* **Brief**:
Which of the lines below holds the string "stopped"? Copy every line that does.

####################

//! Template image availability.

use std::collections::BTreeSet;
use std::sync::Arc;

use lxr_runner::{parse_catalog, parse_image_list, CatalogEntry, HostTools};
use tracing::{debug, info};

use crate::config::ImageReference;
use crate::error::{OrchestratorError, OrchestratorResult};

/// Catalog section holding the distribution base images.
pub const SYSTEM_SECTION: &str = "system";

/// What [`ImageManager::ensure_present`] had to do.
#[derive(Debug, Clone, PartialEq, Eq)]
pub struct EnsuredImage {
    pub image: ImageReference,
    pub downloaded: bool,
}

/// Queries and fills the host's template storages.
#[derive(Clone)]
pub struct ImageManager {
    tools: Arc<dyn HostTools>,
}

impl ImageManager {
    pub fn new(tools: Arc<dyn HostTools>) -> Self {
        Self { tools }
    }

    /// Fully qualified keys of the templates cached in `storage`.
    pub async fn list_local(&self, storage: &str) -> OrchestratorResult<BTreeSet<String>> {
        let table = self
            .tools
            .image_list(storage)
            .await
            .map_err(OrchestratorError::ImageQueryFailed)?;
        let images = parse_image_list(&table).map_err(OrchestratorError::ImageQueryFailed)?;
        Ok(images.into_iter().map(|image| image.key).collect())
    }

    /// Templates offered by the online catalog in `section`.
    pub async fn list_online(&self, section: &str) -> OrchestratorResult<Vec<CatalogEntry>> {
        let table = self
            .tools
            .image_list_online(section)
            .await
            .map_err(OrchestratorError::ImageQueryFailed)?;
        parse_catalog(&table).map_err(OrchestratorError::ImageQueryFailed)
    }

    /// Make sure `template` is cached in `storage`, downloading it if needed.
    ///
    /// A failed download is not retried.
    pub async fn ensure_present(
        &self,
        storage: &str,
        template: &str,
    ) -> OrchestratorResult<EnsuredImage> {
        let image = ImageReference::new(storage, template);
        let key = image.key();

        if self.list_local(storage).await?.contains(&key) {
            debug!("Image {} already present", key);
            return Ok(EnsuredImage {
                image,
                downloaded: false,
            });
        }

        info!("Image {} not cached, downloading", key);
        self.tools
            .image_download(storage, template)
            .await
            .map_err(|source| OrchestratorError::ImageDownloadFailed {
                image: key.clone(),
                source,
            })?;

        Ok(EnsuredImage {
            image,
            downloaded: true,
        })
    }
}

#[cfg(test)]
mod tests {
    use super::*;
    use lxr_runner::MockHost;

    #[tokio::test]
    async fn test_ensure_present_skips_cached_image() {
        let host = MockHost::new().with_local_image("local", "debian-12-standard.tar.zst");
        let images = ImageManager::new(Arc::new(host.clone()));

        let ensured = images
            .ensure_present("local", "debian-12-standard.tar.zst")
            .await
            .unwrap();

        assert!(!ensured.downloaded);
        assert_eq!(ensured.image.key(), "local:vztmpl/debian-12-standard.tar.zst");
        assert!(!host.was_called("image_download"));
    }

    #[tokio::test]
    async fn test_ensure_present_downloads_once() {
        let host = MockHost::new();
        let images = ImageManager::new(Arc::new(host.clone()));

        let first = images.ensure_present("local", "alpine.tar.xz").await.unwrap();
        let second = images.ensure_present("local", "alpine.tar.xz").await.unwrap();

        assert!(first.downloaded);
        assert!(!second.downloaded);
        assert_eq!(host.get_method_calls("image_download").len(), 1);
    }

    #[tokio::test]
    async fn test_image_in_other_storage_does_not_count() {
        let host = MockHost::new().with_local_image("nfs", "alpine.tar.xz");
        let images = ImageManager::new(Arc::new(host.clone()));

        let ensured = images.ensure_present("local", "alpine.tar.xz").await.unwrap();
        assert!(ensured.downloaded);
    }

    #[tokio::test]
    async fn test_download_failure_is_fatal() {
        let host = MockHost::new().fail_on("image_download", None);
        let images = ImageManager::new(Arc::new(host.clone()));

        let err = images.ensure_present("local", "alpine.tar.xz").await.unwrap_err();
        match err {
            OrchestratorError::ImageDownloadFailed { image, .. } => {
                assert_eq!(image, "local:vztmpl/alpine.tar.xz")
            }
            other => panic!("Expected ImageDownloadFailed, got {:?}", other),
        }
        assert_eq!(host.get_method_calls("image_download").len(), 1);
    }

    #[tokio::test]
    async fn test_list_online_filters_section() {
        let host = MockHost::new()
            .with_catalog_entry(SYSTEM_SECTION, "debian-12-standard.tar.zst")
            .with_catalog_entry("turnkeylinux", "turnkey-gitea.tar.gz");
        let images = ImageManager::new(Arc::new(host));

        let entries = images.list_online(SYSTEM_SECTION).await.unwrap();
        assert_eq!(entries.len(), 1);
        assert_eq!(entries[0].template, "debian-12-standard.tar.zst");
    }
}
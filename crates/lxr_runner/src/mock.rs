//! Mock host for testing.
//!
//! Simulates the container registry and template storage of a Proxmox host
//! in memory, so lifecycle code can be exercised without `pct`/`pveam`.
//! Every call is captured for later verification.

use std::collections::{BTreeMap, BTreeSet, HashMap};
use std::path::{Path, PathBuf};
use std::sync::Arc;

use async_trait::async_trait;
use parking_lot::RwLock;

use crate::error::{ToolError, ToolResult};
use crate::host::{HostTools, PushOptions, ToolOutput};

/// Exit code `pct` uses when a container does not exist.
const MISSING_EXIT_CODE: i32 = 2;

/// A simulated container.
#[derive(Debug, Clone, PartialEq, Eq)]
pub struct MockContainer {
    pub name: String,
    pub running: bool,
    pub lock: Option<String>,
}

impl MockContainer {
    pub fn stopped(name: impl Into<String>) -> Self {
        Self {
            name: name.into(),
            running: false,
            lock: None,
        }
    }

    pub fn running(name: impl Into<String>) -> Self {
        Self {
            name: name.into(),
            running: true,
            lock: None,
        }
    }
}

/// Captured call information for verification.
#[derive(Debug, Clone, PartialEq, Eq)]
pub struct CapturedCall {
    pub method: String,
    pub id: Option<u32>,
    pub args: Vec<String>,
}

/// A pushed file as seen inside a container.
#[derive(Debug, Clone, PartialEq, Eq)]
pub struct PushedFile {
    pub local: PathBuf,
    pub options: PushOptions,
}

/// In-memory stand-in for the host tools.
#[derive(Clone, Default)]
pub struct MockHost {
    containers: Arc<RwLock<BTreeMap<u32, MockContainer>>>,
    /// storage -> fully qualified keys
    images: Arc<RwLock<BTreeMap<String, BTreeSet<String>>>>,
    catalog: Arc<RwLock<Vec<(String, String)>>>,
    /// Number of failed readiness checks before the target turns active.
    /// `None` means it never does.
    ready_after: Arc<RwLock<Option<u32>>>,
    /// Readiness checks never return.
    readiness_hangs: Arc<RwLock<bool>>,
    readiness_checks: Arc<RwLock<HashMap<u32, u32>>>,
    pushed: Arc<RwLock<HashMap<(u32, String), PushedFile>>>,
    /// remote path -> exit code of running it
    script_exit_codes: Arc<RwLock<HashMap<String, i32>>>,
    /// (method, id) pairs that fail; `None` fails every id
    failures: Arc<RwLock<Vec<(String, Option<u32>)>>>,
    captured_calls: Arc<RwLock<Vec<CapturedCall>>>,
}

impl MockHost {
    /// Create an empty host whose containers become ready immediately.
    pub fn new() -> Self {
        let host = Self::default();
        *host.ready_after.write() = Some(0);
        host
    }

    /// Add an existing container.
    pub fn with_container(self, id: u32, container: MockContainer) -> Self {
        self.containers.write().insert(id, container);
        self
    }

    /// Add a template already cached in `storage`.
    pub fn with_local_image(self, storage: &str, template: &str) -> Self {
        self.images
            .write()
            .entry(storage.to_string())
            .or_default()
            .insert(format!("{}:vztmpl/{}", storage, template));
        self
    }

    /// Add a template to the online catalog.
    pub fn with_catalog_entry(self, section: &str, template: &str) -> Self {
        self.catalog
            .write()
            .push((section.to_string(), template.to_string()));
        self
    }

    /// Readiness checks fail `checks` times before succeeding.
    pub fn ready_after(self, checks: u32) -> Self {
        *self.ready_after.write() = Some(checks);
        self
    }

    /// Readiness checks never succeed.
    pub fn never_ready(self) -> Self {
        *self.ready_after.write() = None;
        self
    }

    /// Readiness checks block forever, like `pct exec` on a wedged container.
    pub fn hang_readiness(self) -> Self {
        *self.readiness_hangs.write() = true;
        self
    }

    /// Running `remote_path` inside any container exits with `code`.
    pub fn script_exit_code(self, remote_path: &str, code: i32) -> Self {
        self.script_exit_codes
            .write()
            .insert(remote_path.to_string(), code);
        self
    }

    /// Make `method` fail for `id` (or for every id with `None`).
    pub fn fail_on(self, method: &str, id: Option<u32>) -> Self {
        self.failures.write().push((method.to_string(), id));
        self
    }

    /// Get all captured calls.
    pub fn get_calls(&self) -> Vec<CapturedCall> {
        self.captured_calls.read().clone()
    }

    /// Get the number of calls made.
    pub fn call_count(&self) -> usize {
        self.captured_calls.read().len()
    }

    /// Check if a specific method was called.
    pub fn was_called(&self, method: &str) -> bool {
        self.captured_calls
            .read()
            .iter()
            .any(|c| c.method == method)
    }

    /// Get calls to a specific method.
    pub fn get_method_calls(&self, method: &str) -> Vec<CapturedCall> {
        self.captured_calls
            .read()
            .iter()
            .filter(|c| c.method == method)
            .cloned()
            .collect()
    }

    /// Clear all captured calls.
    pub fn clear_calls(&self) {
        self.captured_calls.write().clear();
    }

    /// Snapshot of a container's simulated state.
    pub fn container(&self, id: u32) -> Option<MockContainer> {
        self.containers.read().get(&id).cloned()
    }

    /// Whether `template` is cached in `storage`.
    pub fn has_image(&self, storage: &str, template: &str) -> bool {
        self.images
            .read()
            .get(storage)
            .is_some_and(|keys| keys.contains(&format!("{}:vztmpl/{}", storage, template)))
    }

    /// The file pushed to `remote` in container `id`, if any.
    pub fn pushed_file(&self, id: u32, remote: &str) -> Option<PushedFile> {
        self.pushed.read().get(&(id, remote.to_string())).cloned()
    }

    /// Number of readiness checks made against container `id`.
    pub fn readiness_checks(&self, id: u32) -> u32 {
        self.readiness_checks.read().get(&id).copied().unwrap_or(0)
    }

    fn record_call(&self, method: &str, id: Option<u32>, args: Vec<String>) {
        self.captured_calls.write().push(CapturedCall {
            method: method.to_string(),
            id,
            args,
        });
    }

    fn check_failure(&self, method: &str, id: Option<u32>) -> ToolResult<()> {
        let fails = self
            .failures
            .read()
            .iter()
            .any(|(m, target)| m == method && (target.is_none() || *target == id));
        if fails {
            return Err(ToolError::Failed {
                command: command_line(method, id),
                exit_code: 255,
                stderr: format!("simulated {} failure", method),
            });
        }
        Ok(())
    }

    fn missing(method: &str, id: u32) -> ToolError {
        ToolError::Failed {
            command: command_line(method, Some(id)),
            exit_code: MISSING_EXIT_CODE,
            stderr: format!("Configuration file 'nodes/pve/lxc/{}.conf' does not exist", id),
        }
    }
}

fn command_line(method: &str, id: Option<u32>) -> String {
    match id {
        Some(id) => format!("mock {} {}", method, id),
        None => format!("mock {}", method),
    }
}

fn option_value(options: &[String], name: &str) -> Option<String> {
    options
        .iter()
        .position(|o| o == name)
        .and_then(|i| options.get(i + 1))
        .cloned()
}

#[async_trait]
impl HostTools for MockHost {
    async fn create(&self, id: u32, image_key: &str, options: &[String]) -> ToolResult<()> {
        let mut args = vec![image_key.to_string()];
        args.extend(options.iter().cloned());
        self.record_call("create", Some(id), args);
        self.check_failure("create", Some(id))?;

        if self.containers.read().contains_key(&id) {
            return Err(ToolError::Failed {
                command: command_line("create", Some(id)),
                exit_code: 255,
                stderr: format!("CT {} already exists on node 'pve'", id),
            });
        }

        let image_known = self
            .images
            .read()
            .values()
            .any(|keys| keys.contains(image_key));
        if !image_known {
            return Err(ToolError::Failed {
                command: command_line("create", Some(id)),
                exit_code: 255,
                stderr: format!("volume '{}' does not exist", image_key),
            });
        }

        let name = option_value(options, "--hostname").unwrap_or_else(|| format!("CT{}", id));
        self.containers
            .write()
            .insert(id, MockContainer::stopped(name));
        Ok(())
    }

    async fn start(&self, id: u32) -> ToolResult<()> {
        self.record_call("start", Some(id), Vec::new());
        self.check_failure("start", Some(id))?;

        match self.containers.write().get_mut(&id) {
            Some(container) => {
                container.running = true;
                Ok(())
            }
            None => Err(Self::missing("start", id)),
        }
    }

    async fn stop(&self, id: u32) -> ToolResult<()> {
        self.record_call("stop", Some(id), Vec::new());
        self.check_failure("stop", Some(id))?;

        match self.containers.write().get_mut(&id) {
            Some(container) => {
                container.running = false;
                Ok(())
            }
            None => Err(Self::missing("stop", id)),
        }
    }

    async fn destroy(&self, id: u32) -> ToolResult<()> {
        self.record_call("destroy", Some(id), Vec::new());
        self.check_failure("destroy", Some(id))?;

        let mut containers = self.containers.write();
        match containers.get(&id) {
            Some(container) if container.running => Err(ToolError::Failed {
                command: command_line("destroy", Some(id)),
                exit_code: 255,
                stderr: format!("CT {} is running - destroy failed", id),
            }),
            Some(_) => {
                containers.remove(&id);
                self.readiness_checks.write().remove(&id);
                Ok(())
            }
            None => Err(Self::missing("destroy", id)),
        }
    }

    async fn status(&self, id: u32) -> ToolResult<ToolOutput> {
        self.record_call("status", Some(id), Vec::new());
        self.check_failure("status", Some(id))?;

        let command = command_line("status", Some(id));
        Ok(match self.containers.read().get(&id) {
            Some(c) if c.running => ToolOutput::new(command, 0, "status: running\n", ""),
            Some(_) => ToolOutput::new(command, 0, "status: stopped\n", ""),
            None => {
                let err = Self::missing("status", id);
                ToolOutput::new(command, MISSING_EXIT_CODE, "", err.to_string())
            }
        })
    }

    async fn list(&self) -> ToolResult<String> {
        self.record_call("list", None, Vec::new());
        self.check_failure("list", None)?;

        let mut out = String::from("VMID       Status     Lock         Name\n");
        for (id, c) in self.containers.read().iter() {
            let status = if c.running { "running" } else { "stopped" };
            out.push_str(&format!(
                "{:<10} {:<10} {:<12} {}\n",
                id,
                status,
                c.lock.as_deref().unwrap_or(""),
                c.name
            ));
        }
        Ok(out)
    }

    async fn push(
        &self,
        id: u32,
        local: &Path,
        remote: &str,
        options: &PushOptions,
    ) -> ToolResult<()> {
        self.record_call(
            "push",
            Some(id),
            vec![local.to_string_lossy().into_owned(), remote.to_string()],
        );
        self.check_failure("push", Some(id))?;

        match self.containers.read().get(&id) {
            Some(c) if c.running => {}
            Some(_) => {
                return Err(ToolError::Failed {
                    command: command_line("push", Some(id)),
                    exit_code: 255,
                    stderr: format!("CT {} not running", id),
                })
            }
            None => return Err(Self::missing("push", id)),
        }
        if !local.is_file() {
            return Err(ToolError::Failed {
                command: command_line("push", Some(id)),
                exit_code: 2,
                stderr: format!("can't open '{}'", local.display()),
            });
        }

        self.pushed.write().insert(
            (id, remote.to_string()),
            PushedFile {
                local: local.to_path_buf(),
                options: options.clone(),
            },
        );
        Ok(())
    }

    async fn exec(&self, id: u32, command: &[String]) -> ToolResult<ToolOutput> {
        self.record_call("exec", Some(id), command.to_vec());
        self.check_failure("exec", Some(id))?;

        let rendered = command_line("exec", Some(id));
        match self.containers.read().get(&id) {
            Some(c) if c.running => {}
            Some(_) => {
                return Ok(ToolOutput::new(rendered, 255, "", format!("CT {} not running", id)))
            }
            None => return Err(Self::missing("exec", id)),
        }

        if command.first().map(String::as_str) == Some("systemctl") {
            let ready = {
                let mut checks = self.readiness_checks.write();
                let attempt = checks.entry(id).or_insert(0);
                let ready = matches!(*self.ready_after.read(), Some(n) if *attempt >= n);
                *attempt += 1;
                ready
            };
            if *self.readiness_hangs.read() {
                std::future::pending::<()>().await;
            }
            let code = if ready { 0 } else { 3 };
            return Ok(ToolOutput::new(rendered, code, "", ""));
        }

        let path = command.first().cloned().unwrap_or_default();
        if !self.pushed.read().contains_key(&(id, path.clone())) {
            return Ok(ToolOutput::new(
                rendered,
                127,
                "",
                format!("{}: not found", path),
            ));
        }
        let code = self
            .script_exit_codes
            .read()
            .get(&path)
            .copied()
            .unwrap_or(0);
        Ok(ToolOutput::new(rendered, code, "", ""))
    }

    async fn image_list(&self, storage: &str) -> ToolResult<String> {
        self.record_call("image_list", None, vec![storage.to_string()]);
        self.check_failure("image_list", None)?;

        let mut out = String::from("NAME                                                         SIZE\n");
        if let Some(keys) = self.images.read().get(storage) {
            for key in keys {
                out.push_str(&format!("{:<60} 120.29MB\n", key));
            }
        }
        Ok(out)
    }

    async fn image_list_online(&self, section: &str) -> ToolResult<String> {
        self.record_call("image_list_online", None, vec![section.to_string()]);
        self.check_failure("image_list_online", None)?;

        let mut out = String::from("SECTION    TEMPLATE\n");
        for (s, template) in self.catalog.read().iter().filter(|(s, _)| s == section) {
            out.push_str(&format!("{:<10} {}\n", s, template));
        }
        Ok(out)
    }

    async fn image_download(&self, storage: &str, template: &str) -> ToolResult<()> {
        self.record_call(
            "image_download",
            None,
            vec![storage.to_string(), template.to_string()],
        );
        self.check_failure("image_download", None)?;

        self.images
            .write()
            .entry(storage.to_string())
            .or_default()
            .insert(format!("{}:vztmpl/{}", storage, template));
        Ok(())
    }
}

####################

* **Solution below**:
    pub fn stopped(name: impl Into<String>) -> Self {
            .insert(id, MockContainer::stopped(name));
            Some(_) => ToolOutput::new(command, 0, "status: stopped\n", ""),
            let status = if c.running { "running" } else { "stopped" };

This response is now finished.